Matrix vesicles: Are they anchored exosomes?

Abstract

Numerous studies have documented that matrix vesicles are unique extracellular membrane-bound microparticles that serve as initial sites for mineral formation in the growth plate and most other vertebrate mineralizing tissues. Microparticle generation is not confined to hard tissues, as cells in soft tissues generate similar structures; numerous studies have shown that a common type of extracellular particle, termed an exosome, a product of the endosomal pathway, shares many characteristics of matrix vesicles. Indeed, analyses of size, morphology and lipid and protein content indicate that matrix vesicles and exosomes are homologous structures. Such a possibility impacts our understanding of the biogenesis, processing and function of matrix vesicles (exosomes) in vertebrate hard tissues and explains in part how cells control the earliest stages of mineral deposition. Moreover, since exosomes influence a spectrum of functions, including cell-cell communication, it is suggested that this type of microparticle may provide a mechanism for the transfer of signaling molecules between cells within the growth plate and thereby regulate endochondral bone development and formation.

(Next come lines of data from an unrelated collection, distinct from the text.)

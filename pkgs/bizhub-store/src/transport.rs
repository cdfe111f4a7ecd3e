//! Transport seam between the chat subsystem and its backing services
//!
//! Chat code only talks to tables, the change feed, presence and object
//! storage through this trait. [`Backend`](crate::Backend) is the in-process
//! implementation; tests wrap it to count or fail calls.

use async_trait::async_trait;
use chrono::{DateTime, Utc};

use crate::error::Result;
use crate::events::{BusinessRef, ConversationRecord, ConversationRow, Message, NewMessage};
use crate::presence::{PresenceChannel, PresenceSyncs};
use crate::realtime::MessageFeed;

#[async_trait]
pub trait Transport: Send + Sync + 'static {
    /// Conversations where `user_id` is a participant, joined with names and
    /// business, ordered by `last_message_at` descending
    async fn conversations_for(&self, user_id: &str) -> Result<Vec<ConversationRow>>;

    async fn find_conversation(
        &self,
        a: &str,
        b: &str,
        business_id: Option<&str>,
    ) -> Result<Option<ConversationRecord>>;

    /// Create a conversation; resolves to the existing row when the pair and
    /// business already have one
    async fn create_conversation(
        &self,
        initiator: &str,
        other: &str,
        business_id: Option<&str>,
    ) -> Result<ConversationRecord>;

    async fn touch_conversation(&self, id: &str, at: DateTime<Utc>) -> Result<()>;

    /// Messages of a conversation ordered by `(created_at, id)`
    async fn messages_for(&self, conversation_id: &str) -> Result<Vec<Message>>;

    async fn insert_message(&self, message: NewMessage) -> Result<Message>;

    /// Flip unread messages not sent by `reader_id` to read; returns the
    /// changed rows
    async fn mark_read(&self, conversation_id: &str, reader_id: &str) -> Result<Vec<Message>>;

    async fn business(&self, id: &str) -> Result<Option<BusinessRef>>;

    async fn search_businesses(&self, query: &str, limit: u64) -> Result<Vec<BusinessRef>>;

    /// Subscribe to insert and update events on messages
    fn subscribe_messages(&self) -> MessageFeed;

    /// Join a presence topic under `key`
    fn join_presence(&self, topic: &str, key: &str) -> (PresenceChannel, PresenceSyncs);

    async fn upload_object(&self, bucket: &str, path: &str, bytes: &[u8]) -> Result<()>;

    fn public_url(&self, bucket: &str, path: &str) -> String;
}
use sea_orm_migration::prelude::*;

#[derive(DeriveIden)]
enum Users {
    Table,
    Id,
    Name,
    CreatedAt,
}

pub struct Migration;

impl MigrationName for Migration {
    fn name(&self) -> &str {
        "m20250201_000001_create_users_table"
    }
}

#[async_trait::async_trait]
impl MigrationTrait for Migration {
    async fn up(&self, manager: &SchemaManager) -> Result<(), DbErr> {
        manager
            .create_table(
                Table::create()
                    .table(Users::Table)
                    .if_not_exists()
                    .col(ColumnDef::new(Users::Id).string().not_null().primary_key())
                    .col(ColumnDef::new(Users::Name).string().not_null())
                    .col(ColumnDef::new(Users::CreatedAt).big_integer().not_null())
                    .to_owned(),
            )
            .await
    }

    async fn down(&self, manager: &SchemaManager) -> Result<(), DbErr> {
        manager
            .drop_table(Table::drop().table(Users::Table).to_owned())
            .await
    }
}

Keywords: Chondrocyte; Exosome; Growth plate; Matrix vesicle; Mineralization; Osteoblast.

Figure 1

Transmission electron micrographs of matrix vesicles in the rat growth plate. Early mineralization of a vesicle is observed as an accumulation of electron dense material in the vesicle membrane (A, arrowheads) and in the vesicle interior (B). Scale bar = 50 nm. Images used with permission from Amizuka et al. [74].

Figure 2

Transmission electron micrograph of the leg tendon from a normal 15-week-old turkey. Tissue was fixed in 2.5% glutaraldehyde-1% paraformaldehyde overnight at room temperature, embedded in epoxy, sectioned and stained with uranyl acetate-lead citrate. Matrix vesicles of various sizes are found disposed between parallel arrays of type I collagen fibrils. Vesicles, stained for alkaline phosphatase, exhibit an enhanced electron density. Scale bar = 1 µm.

Figure 3

Transmission electron micrographs of osteoblast-like cells showing aggregated vesicles close to the plasma membrane and enclosed in sacs (a–c). Images used with permission from Xiao et al. [75].

Figure 4

Schematic diagram of pathways for formation of mineralizing exosomes (matrix vesicles). The classical endosomal pathway exhibited by almost all cells of the body requires that protein molecules (blue) are taken into target cells by receptor-mediated endocytosis and form early endosomes. In the presence of ubiquitin (light blue crosses), ESCRT proteins (dark blue shafts), and early endosomes, multivesicular bodies are formed. The multivesicular bodies can also receive molecular cargo from autophagosomes. Multivesicular bodies may fuse with regions of the plasma membrane rich in raft lipids and proteins and release their accumulated microparticles to the outside of the cell as mineralizing exosomes. Very recent studies suggest that autophagosomes may contain mineral nuclei (white particles in the autophagosome). Autophagosomes may transport such nuclei to the plasma membrane and release them from the cell as mineralizing exosomes or blebs of mineralizing ectosomes. Multivesicular bodies and early endosomes can form amphisomes which can fuse with lysosomes to form autophagolysosomes. Multivesicular bodies and late endosomes may also form autophagolysosomes. Autophagolysosomes can degrade their cargo which is then recycled.